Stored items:
________________________

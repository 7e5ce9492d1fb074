//! Registration descriptor reported by a module at load time.

use std::path::Path;

use serde::{Deserialize, Serialize};

use crate::error::{Result, SurnError};
use crate::version::Version;

/// Metadata a module reports about itself.
///
/// Returned by value from [`crate::TransformModule::register`]; the host owns
/// it outright and the module keeps no handle to it.
#[derive(Debug, Clone, PartialEq, Eq, Serialize, Deserialize)]
pub struct RegistrationDescriptor {
    /// Target language name, used as the registry key.
    pub lang_name: String,

    /// Human-readable description.
    #[serde(default)]
    pub lang_desc: String,

    /// Version of the target language the module emits.
    pub lang_version: Version,

    /// Revision of the module contract the module implements.
    pub api_version: u32,
}

impl RegistrationDescriptor {
    /// Creates a new descriptor.
    pub fn new(
        lang_name: impl Into<String>,
        lang_desc: impl Into<String>,
        lang_version: Version,
        api_version: u32,
    ) -> Self {
        Self {
            lang_name: lang_name.into(),
            lang_desc: lang_desc.into(),
            lang_version,
            api_version,
        }
    }

    /// Checks the descriptor invariants.
    pub fn validate(&self) -> Result<()> {
        if self.lang_name.trim().is_empty() {
            return Err(SurnError::InvalidDescriptor(
                "lang_name must not be empty".to_string(),
            ));
        }

        if self.api_version == 0 {
            return Err(SurnError::InvalidDescriptor(format!(
                "api_version must be at least 1 for '{}'",
                self.lang_name
            )));
        }

        Ok(())
    }

    /// Returns true if this module satisfies a required language version.
    pub fn supports(&self, required: &Version) -> bool {
        self.lang_version.is_compatible(required)
    }

    /// Loads a descriptor from a JSON file.
    pub fn from_file(path: &Path) -> Result<Self> {
        let content = std::fs::read_to_string(path).map_err(|e| {
            SurnError::Serialization(format!("failed to read {}: {}", path.display(), e))
        })?;
        Self::from_json(&content)
    }

    /// Parses a descriptor from a JSON string.
    pub fn from_json(json: &str) -> Result<Self> {
        serde_json::from_str(json).map_err(|e| SurnError::Serialization(e.to_string()))
    }

    /// Converts the descriptor to a JSON string.
    pub fn to_json(&self) -> Result<String> {
        serde_json::to_string_pretty(self).map_err(|e| SurnError::Serialization(e.to_string()))
    }
}

#[cfg(test)]
mod tests {
    use super::*;

    #[test]
    fn test_parse_descriptor() {
        let json = r#"{
            "lang_name": "php",
            "lang_desc": "Support for PHP 8.x.x",
            "lang_version": "8.0.0",
            "api_version": 1
        }"#;

        let desc = RegistrationDescriptor::from_json(json).unwrap();
        assert_eq!(desc.lang_name, "php");
        assert_eq!(desc.lang_version, Version::new(8, 0, 0));
        assert_eq!(desc.api_version, 1);
        assert!(desc.validate().is_ok());
    }

    #[test]
    fn test_serialize_descriptor() {
        let desc = RegistrationDescriptor::new("php", "PHP", Version::new(8, 1, 0), 1);
        let json = desc.to_json().unwrap();
        assert!(json.contains("\"lang_name\": \"php\""));
        assert!(json.contains("\"lang_version\": \"8.1.0\""));
    }

    #[test]
    fn test_validate_rejects_empty_name() {
        let desc = RegistrationDescriptor::new("  ", "", Version::new(1, 0, 0), 1);
        assert!(matches!(
            desc.validate(),
            Err(SurnError::InvalidDescriptor(_))
        ));
    }

    #[test]
    fn test_validate_rejects_api_zero() {
        let desc = RegistrationDescriptor::new("php", "", Version::new(8, 0, 0), 0);
        assert!(desc.validate().is_err());
    }

    #[test]
    fn test_supports_language_version() {
        let desc = RegistrationDescriptor::new("php", "", Version::new(8, 2, 0), 1);
        assert!(desc.supports(&Version::new(8, 1, 0)));
        assert!(!desc.supports(&Version::new(7, 4, 0)));
    }
}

________________________

#### Work instruction:
Take each record above and return it verbatim.

#### Output for this task:
repository 7e5ce9492d1fb074
//! Registration descriptor reported by a module at load time.

use std::path::Path;

use serde::{Deserialize, Serialize};

use crate::error::{Result, SurnError};
use crate::version::Version;

/// Metadata a module reports about itself.
///
/// Returned by value from [`crate::TransformModule::register`]; the host owns
/// it outright and the module keeps no handle to it.
#[derive(Debug, Clone, PartialEq, Eq, Serialize, Deserialize)]
pub struct RegistrationDescriptor {
    /// Target language name, used as the registry key.
    pub lang_name: String,

    /// Human-readable description.
    #[serde(default)]
    pub lang_desc: String,

    /// Version of the target language the module emits.
    pub lang_version: Version,

    /// Revision of the module contract the module implements.
    pub api_version: u32,
}

impl RegistrationDescriptor {
    /// Creates a new descriptor.
    pub fn new(
        lang_name: impl Into<String>,
        lang_desc: impl Into<String>,
        lang_version: Version,
        api_version: u32,
    ) -> Self {
        Self {
            lang_name: lang_name.into(),
            lang_desc: lang_desc.into(),
            lang_version,
            api_version,
        }
    }

    /// Checks the descriptor invariants.
    pub fn validate(&self) -> Result<()> {
        if self.lang_name.trim().is_empty() {
            return Err(SurnError::InvalidDescriptor(
                "lang_name must not be empty".to_string(),
            ));
        }

        if self.api_version == 0 {
            return Err(SurnError::InvalidDescriptor(format!(
                "api_version must be at least 1 for '{}'",
                self.lang_name
            )));
        }

        Ok(())
    }

    /// Returns true if this module satisfies a required language version.
    pub fn supports(&self, required: &Version) -> bool {
        self.lang_version.is_compatible(required)
    }

    /// Loads a descriptor from a JSON file.
    pub fn from_file(path: &Path) -> Result<Self> {
        let content = std::fs::read_to_string(path).map_err(|e| {
            SurnError::Serialization(format!("failed to read {}: {}", path.display(), e))
        })?;
        Self::from_json(&content)
    }

    /// Parses a descriptor from a JSON string.
    pub fn from_json(json: &str) -> Result<Self> {
        serde_json::from_str(json).map_err(|e| SurnError::Serialization(e.to_string()))
    }

    /// Converts the descriptor to a JSON string.
    pub fn to_json(&self) -> Result<String> {
        serde_json::to_string_pretty(self).map_err(|e| SurnError::Serialization(e.to_string()))
    }
}

#[cfg(test)]
mod tests {
    use super::*;

    #[test]
    fn test_parse_descriptor() {
        let json = r#"{
            "lang_name": "php",
            "lang_desc": "Support for PHP 8.x.x",
            "lang_version": "8.0.0",
            "api_version": 1
        }"#;

        let desc = RegistrationDescriptor::from_json(json).unwrap();
        assert_eq!(desc.lang_name, "php");
        assert_eq!(desc.lang_version, Version::new(8, 0, 0));
        assert_eq!(desc.api_version, 1);
        assert!(desc.validate().is_ok());
    }

    #[test]
    fn test_serialize_descriptor() {
        let desc = RegistrationDescriptor::new("php", "PHP", Version::new(8, 1, 0), 1);
        let json = desc.to_json().unwrap();
        assert!(json.contains("\"lang_name\": \"php\""));
        assert!(json.contains("\"lang_version\": \"8.1.0\""));
    }

    #[test]
    fn test_validate_rejects_empty_name() {
        let desc = RegistrationDescriptor::new("  ", "", Version::new(1, 0, 0), 1);
        assert!(matches!(
            desc.validate(),
            Err(SurnError::InvalidDescriptor(_))
        ));
    }

    #[test]
    fn test_validate_rejects_api_zero() {
        let desc = RegistrationDescriptor::new("php", "", Version::new(8, 0, 0), 0);
        assert!(desc.validate().is_err());
    }

    #[test]
    fn test_supports_language_version() {
        let desc = RegistrationDescriptor::new("php", "", Version::new(8, 2, 0), 1);
        assert!(desc.supports(&Version::new(8, 1, 0)));
        assert!(!desc.supports(&Version::new(7, 4, 0)));
    }
}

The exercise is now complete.